[Start of section]

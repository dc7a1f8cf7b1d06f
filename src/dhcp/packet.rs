use super::cursor::Writer;
use super::err::{Error, IResult, Result};
use super::helpers::{parse_chaddr, parse_cstring, parse_ipv4};
use super::option::{DhcpMessageTypes, DhcpOption};
use super::options::{DhcpOptions, Options};
use nom::bytes::complete::take;
use nom::number::complete::{be_u16, be_u32, be_u8};
use pnet::util::MacAddr;
use std::fmt::Write;
use std::net::Ipv4Addr;

pub const BROADCAST_FLAG: u16 = 0x8000;

const DHCP_COOKIE: [u8; 4] = [99, 130, 83, 99];

const SNAME_LEN: usize = 64;
const FILE_LEN: usize = 128;

#[derive(Debug, Clone, PartialEq)]
pub struct DhcpPacket {
    /// Message op code.
    pub op: u8,

    /// Hardware address type.
    pub htype: u8,

    /// Hardware address length.
    pub hlen: u8,

    /// Client sets to zero, optionally used by relay agents
    /// when booting via a relay agent.
    pub hops: u8,

    /// Transaction ID, a random number chosen by the
    /// client, used by the client and server to associate
    /// messages and responses between a client and a
    /// server.
    pub xid: u32,

    /// Filled in by client, seconds elapsed since client
    /// began address acquisition or renewal process.
    pub secs: u16,

    /// Used to indicate if message is unicast or broadcast
    pub flags: u16,

    /// Client IP address; only filled in if client is in
    /// BOUND, RENEW or REBINDING state and can respond
    /// to ARP requests.
    pub ciaddr: Ipv4Addr,

    /// 'your' (client) IP address.
    pub yiaddr: Ipv4Addr,

    /// IP address of next server to use in bootstrap;
    /// returned in DHCPOFFER, DHCPACK by server.
    pub siaddr: Ipv4Addr,

    /// Relay agent IP address, used in booting via a
    /// relay agent.
    pub giaddr: Ipv4Addr,

    /// Client hardware address.
    pub chaddr: MacAddr,

    /// Optional server host name.
    pub sname: String,

    /// Boot file name; "generic" name or null in DHCPDISCOVER,
    /// fully qualified directory-path name in DHCPOFFER.
    pub file: String,

    pub options: Options,
}

pub const BOOT_REQUEST: u8 = 1; // From Client;
pub const BOOT_REPLY: u8 = 2; // From Server;

pub const ETHERNET_TYPE: u8 = 1;

pub const ETHERNET_ADDRESS_LEN: u8 = 6;

pub const DHCP_PACKET_MIN_SIZE: usize = 272;

impl DhcpPacket {
    pub fn new_reply() -> Self {
        let mut p = Self::default();
        p.op = BOOT_REPLY;
        return p;
    }

    pub fn new_request() -> Self {
        let mut p = Self::default();
        p.op = BOOT_REQUEST;
        return p;
    }

    pub fn is_broadcast(&self) -> bool {
        return self.flags & BROADCAST_FLAG != 0;
    }

    pub fn set_broadcast(&mut self) {
        self.flags |= BROADCAST_FLAG;
    }

    pub fn set_unicast(&mut self) {
        self.flags &= !BROADCAST_FLAG;
    }

    /// Appends the option data to the data already present for its code.
    pub fn add_option(&mut self, option: &DhcpOption) -> Result<()> {
        return self.options.add(option);
    }

    /// Replaces the option with the same code, if any.
    pub fn update_option(&mut self, option: &DhcpOption) -> Result<()> {
        return self.options.update(option);
    }

    pub fn message_type(&self) -> Option<u8> {
        return self.options.message_type();
    }

    /// Whether the code is in the client parameter request list.
    pub fn is_option_requested(&self, code: u8) -> bool {
        return self
            .options
            .parameter_request_list()
            .map(|prl| prl.contains(&code))
            .unwrap_or(false);
    }

    pub fn build(&self) -> Vec<u8> {
        let mut w = Writer::new();

        w.write_u8(self.op);
        w.write_u8(self.htype);
        w.write_u8(self.hlen);
        w.write_u8(self.hops);
        w.write_u32(self.xid);
        w.write_u16(self.secs);
        w.write_u16(self.flags);
        w.write_ipv4(&self.ciaddr);
        w.write_ipv4(&self.yiaddr);
        w.write_ipv4(&self.siaddr);
        w.write_ipv4(&self.giaddr);
        w.write_bytes(&self.chaddr.octets());
        w.write_bytes(&[0; 10]);
        write_cstring(&mut w, &self.sname, SNAME_LEN);
        write_cstring(&mut w, &self.file, FILE_LEN);

        w.write_bytes(&DHCP_COOKIE);

        self.options.marshal(&mut w, true);

        while w.len() < DHCP_PACKET_MIN_SIZE {
            w.write_u8(DhcpOptions::PAD);
        }

        return w.into_bytes();
    }

    pub fn parse(raw: &[u8]) -> Result<Self> {
        let (raw, mut packet) = Self::parse_header(raw)?;
        packet.options = Options::from_bytes(raw)?;
        return Ok(packet);
    }

    /// Fixed part of the packet, up to the magic cookie included.
    fn parse_header(raw: &[u8]) -> IResult<&[u8], Self> {
        let (raw, op) = be_u8(raw)?;
        let (raw, htype) = be_u8(raw)?;
        let (raw, hlen) = be_u8(raw)?;
        let (raw, hops) = be_u8(raw)?;
        let (raw, xid) = be_u32(raw)?;
        let (raw, secs) = be_u16(raw)?;
        let (raw, flags) = be_u16(raw)?;
        let (raw, ciaddr) = parse_ipv4(raw)?;
        let (raw, yiaddr) = parse_ipv4(raw)?;
        let (raw, siaddr) = parse_ipv4(raw)?;
        let (raw, giaddr) = parse_ipv4(raw)?;
        let (raw, chaddr) = parse_chaddr(raw)?;
        let (raw, sname) = parse_cstring(raw, SNAME_LEN)?;
        let (raw, file) = parse_cstring(raw, FILE_LEN)?;

        let (raw, cookie) = take(4u8)(raw)?;
        if cookie != DHCP_COOKIE {
            return Err(nom::Err::Failure(Error::BadMagicCookie([
                cookie[0], cookie[1], cookie[2], cookie[3],
            ])));
        }

        return Ok((
            raw,
            Self {
                op,
                htype,
                hlen,
                hops,
                xid,
                secs,
                flags,
                ciaddr,
                yiaddr,
                siaddr,
                giaddr,
                chaddr,
                sname,
                file,
                options: Options::new(),
            },
        ));
    }

    /// Multiline human readable description of the packet.
    pub fn summary(&self) -> String {
        let op = match self.op {
            BOOT_REQUEST => "BootRequest".to_string(),
            BOOT_REPLY => "BootReply".to_string(),
            op => format!("Unknown ({})", op),
        };
        let msg_type = self
            .message_type()
            .map(|t| DhcpMessageTypes::name(t).unwrap_or("Unknown"))
            .unwrap_or("None");
        let flags = if self.is_broadcast() {
            "Broadcast"
        } else {
            "Unicast"
        };

        let mut s = String::new();
        // Writing to a String never fails
        let _ = writeln!(s, "DHCPv4 Message");
        let _ = writeln!(s, "  opcode: {}", op);
        let _ = writeln!(s, "  message type: {}", msg_type);
        let _ = writeln!(s, "  hwtype: {}", self.htype);
        let _ = writeln!(s, "  hwaddrlen: {}", self.hlen);
        let _ = writeln!(s, "  hopcount: {}", self.hops);
        let _ = writeln!(s, "  transaction ID: 0x{:08x}", self.xid);
        let _ = writeln!(s, "  num seconds: {}", self.secs);
        let _ = writeln!(s, "  flags: {} (0x{:02x})", flags, self.flags);
        let _ = writeln!(s, "  client IP: {}", self.ciaddr);
        let _ = writeln!(s, "  your IP: {}", self.yiaddr);
        let _ = writeln!(s, "  server IP: {}", self.siaddr);
        let _ = writeln!(s, "  gateway IP: {}", self.giaddr);
        let _ = writeln!(s, "  client MAC: {}", self.chaddr);
        let _ = writeln!(s, "  server hostname: {}", self.sname);
        let _ = writeln!(s, "  bootfile name: {}", self.file);
        let _ = writeln!(s, "  options:");
        let _ = write!(s, "{}", self.options);
        return s;
    }
}

fn write_cstring(w: &mut Writer, s: &str, size: usize) {
    let bytes = s.as_bytes();
    let len = bytes.len().min(size - 1);
    w.write_bytes(&bytes[..len]);
    w.write_bytes(&vec![0; size - len]);
}

impl Default for DhcpPacket {
    fn default() -> Self {
        return DhcpPacket {
            op: BOOT_REPLY,
            htype: ETHERNET_TYPE,
            hlen: ETHERNET_ADDRESS_LEN,
            hops: 0,
            xid: 0,
            secs: 0,
            flags: 0,
            ciaddr: Ipv4Addr::UNSPECIFIED,
            yiaddr: Ipv4Addr::UNSPECIFIED,
            siaddr: Ipv4Addr::UNSPECIFIED,
            giaddr: Ipv4Addr::UNSPECIFIED,
            chaddr: MacAddr::new(0, 0, 0, 0, 0, 0),
            sname: String::new(),
            file: String::new(),
            options: Options::new(),
        };
    }
}

#[cfg(test)]
mod tests {
    use super::*;
    use std::time::Duration;

    fn discover() -> DhcpPacket {
        let mut p = DhcpPacket::new_request();
        p.xid = 0xdeadbeef;
        p.chaddr = MacAddr::new(0x00, 0x11, 0x22, 0x33, 0x44, 0x55);
        p.set_broadcast();
        p.add_option(&DhcpOption::DhcpMsgType(DhcpMessageTypes::DISCOVER))
            .unwrap();
        p.add_option(&DhcpOption::ParameterRequestList(vec![1, 3, 6]))
            .unwrap();
        p
    }

    #[test]
    fn test_build_layout() {
        let raw = discover().build();
        assert_eq!(raw.len(), DHCP_PACKET_MIN_SIZE);
        assert_eq!(&raw[..4], &[BOOT_REQUEST, 1, 6, 0]);
        assert_eq!(&raw[4..8], &[0xde, 0xad, 0xbe, 0xef]);
        assert_eq!(&raw[10..12], &[0x80, 0]);
        assert_eq!(&raw[28..34], &[0x00, 0x11, 0x22, 0x33, 0x44, 0x55]);
        assert_eq!(&raw[236..240], &DHCP_COOKIE);
        assert_eq!(&raw[240..243], &[53, 1, 1]);
        assert_eq!(&raw[243..248], &[55, 3, 1, 3, 6]);
        assert_eq!(raw[248], DhcpOptions::END);
        assert!(raw[249..].iter().all(|b| *b == 0));
    }

    #[test]
    fn test_parse_built_packet() {
        let mut p = discover();
        p.sname = "server".to_string();
        p.file = "pxelinux.0".to_string();
        let lease = Duration::from_secs(60);
        p.update_option(&DhcpOption::IpAddressLeaseTime(lease)).unwrap();

        let parsed = DhcpPacket::parse(&p.build()).unwrap();
        assert_eq!(parsed, p);
        assert_eq!(parsed.message_type(), Some(DhcpMessageTypes::DISCOVER));
        assert_eq!(parsed.options.lease_time(), Some(Duration::from_secs(60)));
    }

    #[test]
    fn test_parse_bad_cookie() {
        let mut raw = discover().build();
        raw[236] = 1;
        assert_eq!(
            DhcpPacket::parse(&raw),
            Err(Error::BadMagicCookie([1, 130, 83, 99]))
        );
    }

    #[test]
    fn test_parse_short_header() {
        let raw = discover().build();
        assert!(DhcpPacket::parse(&raw[..100]).is_err());
    }

    #[test]
    fn test_parse_options_without_end() {
        let raw = discover().build();
        assert_eq!(
            DhcpPacket::parse(&raw[..248]),
            Err(Error::UnexpectedEnd)
        );
    }

    #[test]
    fn test_non_utf8_options_round_trip() {
        let mut p = discover();
        p.add_option(&DhcpOption::ClassIdentifier(vec![0x80, 0x01]))
            .unwrap();
        p.add_option(&DhcpOption::HostName(b"h\xf6st".to_vec()))
            .unwrap();

        let raw = p.build();
        let parsed = DhcpPacket::parse(&raw).unwrap();
        assert_eq!(parsed.options.class_identifier(), Some(vec![0x80, 0x01]));
        assert_eq!(parsed.options.host_name(), Some(b"h\xf6st".to_vec()));
        assert_eq!(parsed.build(), raw);
    }

    #[test]
    fn test_broadcast_flag() {
        let mut p = DhcpPacket::new_request();
        assert!(!p.is_broadcast());
        p.set_broadcast();
        assert!(p.is_broadcast());
        p.set_unicast();
        assert!(!p.is_broadcast());
        assert_eq!(p.flags, 0);
    }

    #[test]
    fn test_is_option_requested() {
        let p = discover();
        assert!(p.is_option_requested(DhcpOptions::ROUTER));
        assert!(!p.is_option_requested(DhcpOptions::BOOTFILE_NAME));
        assert!(!DhcpPacket::new_request().is_option_requested(1));
    }

    #[test]
    fn test_long_sname_truncated() {
        let mut p = discover();
        p.sname = "s".repeat(100);
        let raw = p.build();
        assert_eq!(raw[44 + 63], 0);
        let parsed = DhcpPacket::parse(&raw).unwrap();
        assert_eq!(parsed.sname.len(), 63);
    }

    #[test]
    fn test_summary() {
        let s = discover().summary();
        assert!(s.contains("  opcode: BootRequest\n"));
        assert!(s.contains("  message type: Discover\n"));
        assert!(s.contains("  transaction ID: 0xdeadbeef\n"));
        assert!(s.contains("  flags: Broadcast (0x8000)\n"));
        assert!(s.contains("    DHCP Message Type: Discover\n"));
    }
}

[End of section]

■ Task brief: Reproduce each line from the listing above that includes the word "Duration".

■ The completed task:
    use std::time::Duration;
        let lease = Duration::from_secs(60);
        assert_eq!(parsed.options.lease_time(), Some(Duration::from_secs(60)));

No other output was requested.